The required output is the exact run of lines below that opens at the line with "rx.await.map_err(|_| RedirectError::ServerStopped)?" and closes at the line with "pub fn stop(mut".

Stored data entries
►

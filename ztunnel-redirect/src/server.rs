//! The single worker every kernel mutation goes through.
//!
//! Requests are handed over a channel of capacity one, so producers wait
//! until the worker has room. The worker owns the [`Redirector`] and runs on
//! its own OS thread: namespace switches are per thread and must not leak
//! into the runtime serving the API.

use std::io;
use std::thread::{self, JoinHandle};

use prometheus_client::metrics::counter::Counter;
use tokio::sync::{mpsc, oneshot, watch};
use tracing::{debug, error, info};

use ztunnel_redirect_common::WorkloadInfo;

use crate::error::RedirectError;
use crate::netns::NetnsExec;
use crate::redirect::{RedirectArgs, Redirector};
use crate::tables::{LogLevel, WorkloadEntry};
use crate::tc::TcBackend;

const WORKER_THREAD: &str = "redirect-worker";

#[derive(Clone, Debug)]
pub enum Command {
    Redirect(RedirectArgs),
    SetLogLevel(LogLevel),
    UpdateHostIps(Vec<String>),
    DumpWorkloads,
    DumpZtunnel,
}

impl Command {
    fn name(&self) -> &'static str {
        match self {
            Command::Redirect(_) => "redirect",
            Command::SetLogLevel(_) => "set_log_level",
            Command::UpdateHostIps(_) => "update_host_ips",
            Command::DumpWorkloads => "dump_workloads",
            Command::DumpZtunnel => "dump_ztunnel",
        }
    }
}

#[derive(Clone, Debug, PartialEq, Eq)]
pub enum Reply {
    Done,
    Workloads(Vec<WorkloadEntry>),
    Ztunnel(WorkloadInfo),
}

type ReplySender = oneshot::Sender<Result<Reply, RedirectError>>;

struct Envelope {
    command: Command,
    reply: Option<ReplySender>,
}

/// Counters kept by the worker.
#[derive(Clone, Debug, Default)]
pub struct WorkerMetrics {
    pub processed: Counter,
    pub failed: Counter,
}

/// Producer side of the queue. Cheap to clone.
#[derive(Clone, Debug)]
pub struct RedirectHandle {
    tx: mpsc::Sender<Envelope>,
}

impl RedirectHandle {
    /// Queues a redirect without waiting for its outcome, which the worker
    /// only logs. Waits while the worker is busy.
    pub async fn accept_request(&self, args: RedirectArgs) -> Result<(), RedirectError> {
        self.tx
            .send(Envelope {
                command: Command::Redirect(args),
                reply: None,
            })
            .await
            .map_err(|_| RedirectError::ServerStopped)
    }

    /// Queues `command` and waits for the worker to run it.
    pub async fn call(&self, command: Command) -> Result<Reply, RedirectError> {
        let (reply, rx) = oneshot::channel();
        self.tx
            .send(Envelope {
                command,
                reply: Some(reply),
            })
            .await
            .map_err(|_| RedirectError::ServerStopped)?;
        // Dropped unanswered when the worker shuts down with it still queued.
        rx.await.map_err(|_| RedirectError::ServerStopped)?
    }
}

impl std::fmt::Debug for Envelope {
    fn fmt(&self, f: &mut std::fmt::Formatter<'_>) -> std::fmt::Result {
        f.debug_struct("Envelope")
            .field("command", &self.command.name())
            .field("reply", &self.reply.is_some())
            .finish()
    }
}

pub struct RedirectServer {
    handle: RedirectHandle,
    shutdown: watch::Sender<bool>,
    worker: Option<JoinHandle<()>>,
}

impl RedirectServer {
    /// Moves `redirector` onto the worker thread and starts taking requests.
    pub fn start<K>(redirector: Redirector<K>, metrics: WorkerMetrics) -> io::Result<Self>
    where
        K: TcBackend + NetnsExec + Send + 'static,
    {
        let (tx, rx) = mpsc::channel(1);
        let (shutdown, shutdown_rx) = watch::channel(false);

        let worker = thread::Builder::new()
            .name(WORKER_THREAD.to_string())
            .spawn(move || {
                let runtime = match tokio::runtime::Builder::new_current_thread()
                    .enable_all()
                    .build()
                {
                    Ok(rt) => rt,
                    Err(e) => {
                        error!(error = %e, "failed to build worker runtime");
                        return;
                    }
                };
                runtime.block_on(run(redirector, rx, shutdown_rx, metrics));
            })?;

        info!("redirect server started");
        Ok(Self {
            handle: RedirectHandle { tx },
            shutdown,
            worker: Some(worker),
        })
    }

    pub fn handle(&self) -> RedirectHandle {
        self.handle.clone()
    }

    /// Signals the worker and waits for it to exit. Requests still queued
    /// are dropped unprocessed. Blocks the calling thread.
    pub fn stop(mut self) {
        let _ = self.shutdown.send(true);
        if let Some(worker) = self.worker.take() {
            if worker.join().is_err() {
                error!("redirect worker panicked");
            }
        }
        info!("redirect server stopped");
    }
}

async fn run<K: TcBackend + NetnsExec>(
    mut redirector: Redirector<K>,
    mut rx: mpsc::Receiver<Envelope>,
    mut shutdown: watch::Receiver<bool>,
    metrics: WorkerMetrics,
) {
    loop {
        tokio::select! {
            biased;
            res = shutdown.changed() => {
                if res.is_err() || *shutdown.borrow() {
                    break;
                }
            }
            envelope = rx.recv() => {
                let Some(Envelope { command, reply }) = envelope else {
                    break;
                };
                let name = command.name();
                let result = dispatch(&mut redirector, command);
                metrics.processed.inc();
                match &result {
                    Ok(_) => debug!(command = name, "request processed"),
                    Err(e) => {
                        metrics.failed.inc();
                        error!(command = name, error = %e, "request failed");
                    }
                }
                if let Some(reply) = reply {
                    // The caller may have given up waiting.
                    let _ = reply.send(result);
                }
            }
        }
    }
    debug!("redirect worker exiting");
    // Dropping the redirector closes the program and map handles.
}

fn dispatch<K: TcBackend + NetnsExec>(
    redirector: &mut Redirector<K>,
    command: Command,
) -> Result<Reply, RedirectError> {
    match command {
        Command::Redirect(args) => redirector.handle_request(&args).map(|()| Reply::Done),
        Command::SetLogLevel(level) => {
            redirector.tables_mut().set_log_level(level)?;
            info!(?level, "ebpf log level updated");
            Ok(Reply::Done)
        }
        Command::UpdateHostIps(ips) => {
            redirector.tables_mut().update_host_ips(ips.as_slice())?;
            info!(?ips, "host ips updated");
            Ok(Reply::Done)
        }
        Command::DumpWorkloads => redirector.tables().dump_app_info().map(Reply::Workloads),
        Command::DumpZtunnel => redirector.tables().dump_ztunnel_info().map(Reply::Ztunnel),
    }
}
use std::fmt;
use std::io;
use std::net::IpAddr;

use crate::tc::Direction;

/// Error returned by a lookup table operation.
#[derive(Debug, thiserror::Error)]
pub enum TableError {
    #[error("key not found")]
    KeyNotFound,
    #[error("operation not supported on {0}")]
    Unsupported(&'static str),
    #[error(transparent)]
    Io(#[from] io::Error),
}

impl From<aya::maps::MapError> for TableError {
    fn from(e: aya::maps::MapError) -> Self {
        if matches!(e, aya::maps::MapError::KeyNotFound) || caused_by_errno(&e, libc::ENOENT) {
            return TableError::KeyNotFound;
        }
        TableError::Io(io::Error::other(e))
    }
}

/// Walks the source chain looking for an OS error with the given errno.
fn caused_by_errno(e: &(dyn std::error::Error + 'static), errno: i32) -> bool {
    let mut cur = Some(e);
    while let Some(err) = cur {
        if let Some(io) = err.downcast_ref::<io::Error>() {
            if io.raw_os_error() == Some(errno) {
                return true;
            }
        }
        cur = err.source();
    }
    false
}

#[derive(Debug, thiserror::Error)]
pub enum RedirectError {
    // Request validation. Nothing has touched the kernel yet.
    #[error("invalid mac addr ({0}), only EUI-48/MAC-48 is supported")]
    InvalidMac(String),
    #[error("no ip address provided")]
    NoIpAddrs,
    #[error("invalid ip addr ({0}), only ipv4 is supported")]
    NotIpv4(IpAddr),
    #[error("invalid namespace for ztunnel")]
    MissingNamespace,
    #[error("too many ips provided: {0}")]
    TooManyHostIps(usize),
    #[error("invalid host ip {ip:?}: {source}")]
    InvalidHostIp {
        ip: String,
        #[source]
        source: std::net::AddrParseError,
    },
    #[error("unknown ebpf log level {0:?}")]
    UnknownLogLevel(String),

    // Kernel interaction.
    #[error("netlink {op} on ifindex {ifindex}{}: {source}", fmt_direction(.direction))]
    Netlink {
        op: &'static str,
        ifindex: u32,
        direction: Option<Direction>,
        #[source]
        source: io::Error,
    },
    #[error("failed to {op} netns {namespace}: {source}")]
    Netns {
        op: &'static str,
        namespace: String,
        #[source]
        source: io::Error,
    },
    #[error("{op} on table {table} failed: {source}")]
    Table {
        op: &'static str,
        table: &'static str,
        #[source]
        source: TableError,
    },
    #[error(transparent)]
    Multiple(#[from] ErrorList),

    #[error("redirect server is not running")]
    ServerStopped,
}

fn fmt_direction(direction: &Option<Direction>) -> String {
    match direction {
        Some(d) => format!(" ({d})"),
        None => String::new(),
    }
}

impl RedirectError {
    pub fn netlink(op: &'static str, ifindex: u32, direction: Option<Direction>, source: io::Error) -> Self {
        RedirectError::Netlink {
            op,
            ifindex,
            direction,
            source,
        }
    }

    pub fn table(op: &'static str, table: &'static str, source: TableError) -> Self {
        RedirectError::Table { op, table, source }
    }

    /// True for errors raised before any kernel object was touched.
    pub fn is_validation(&self) -> bool {
        matches!(
            self,
            RedirectError::InvalidMac(_)
                | RedirectError::NoIpAddrs
                | RedirectError::NotIpv4(_)
                | RedirectError::MissingNamespace
                | RedirectError::TooManyHostIps(_)
                | RedirectError::InvalidHostIp { .. }
                | RedirectError::UnknownLogLevel(_)
        )
    }
}

/// Collects the failures of steps that must all run. The first pushed error
/// is the root cause; later ones are rollback or cleanup failures.
#[derive(Debug, Default)]
pub struct ErrorList(Vec<RedirectError>);

impl ErrorList {
    pub fn new() -> Self {
        Self::default()
    }

    pub fn push(&mut self, err: RedirectError) {
        match err {
            RedirectError::Multiple(inner) => self.0.extend(inner.0),
            other => self.0.push(other),
        }
    }

    /// Records the error of `res`, if any.
    pub fn check(&mut self, res: Result<(), RedirectError>) {
        if let Err(e) = res {
            self.push(e);
        }
    }

    pub fn len(&self) -> usize {
        self.0.len()
    }

    pub fn is_empty(&self) -> bool {
        self.0.is_empty()
    }

    pub fn errors(&self) -> &[RedirectError] {
        &self.0
    }

    pub fn into_result(mut self) -> Result<(), RedirectError> {
        match self.0.len() {
            0 => Ok(()),
            1 => Err(self.0.remove(0)),
            _ => Err(RedirectError::Multiple(self)),
        }
    }
}

impl fmt::Display for ErrorList {
    fn fmt(&self, f: &mut fmt::Formatter<'_>) -> fmt::Result {
        write!(f, "{} errors occurred:", self.len())?;
        for err in self.errors() {
            write!(f, "\n\t* {err}")?;
        }
        Ok(())
    }
}

impl std::error::Error for ErrorList {}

◄

Response box
        rx.await.map_err(|_| RedirectError::ServerStopped)?
    }
}

impl std::fmt::Debug for Envelope {
    fn fmt(&self, f: &mut std::fmt::Formatter<'_>) -> std::fmt::Result {
        f.debug_struct("Envelope")
            .field("command", &self.command.name())
            .field("reply", &self.reply.is_some())
            .finish()
    }
}

pub struct RedirectServer {
    handle: RedirectHandle,
    shutdown: watch::Sender<bool>,
    worker: Option<JoinHandle<()>>,
}

impl RedirectServer {
    /// Moves `redirector` onto the worker thread and starts taking requests.
    pub fn start<K>(redirector: Redirector<K>, metrics: WorkerMetrics) -> io::Result<Self>
    where
        K: TcBackend + NetnsExec + Send + 'static,
    {
        let (tx, rx) = mpsc::channel(1);
        let (shutdown, shutdown_rx) = watch::channel(false);

        let worker = thread::Builder::new()
            .name(WORKER_THREAD.to_string())
            .spawn(move || {
                let runtime = match tokio::runtime::Builder::new_current_thread()
                    .enable_all()
                    .build()
                {
                    Ok(rt) => rt,
                    Err(e) => {
                        error!(error = %e, "failed to build worker runtime");
                        return;
                    }
                };
                runtime.block_on(run(redirector, rx, shutdown_rx, metrics));
            })?;

        info!("redirect server started");
        Ok(Self {
            handle: RedirectHandle { tx },
            shutdown,
            worker: Some(worker),
        })
    }

    pub fn handle(&self) -> RedirectHandle {
        self.handle.clone()
    }

    /// Signals the worker and waits for it to exit. Requests still queued
    /// are dropped unprocessed. Blocks the calling thread.
    pub fn stop(mut self) {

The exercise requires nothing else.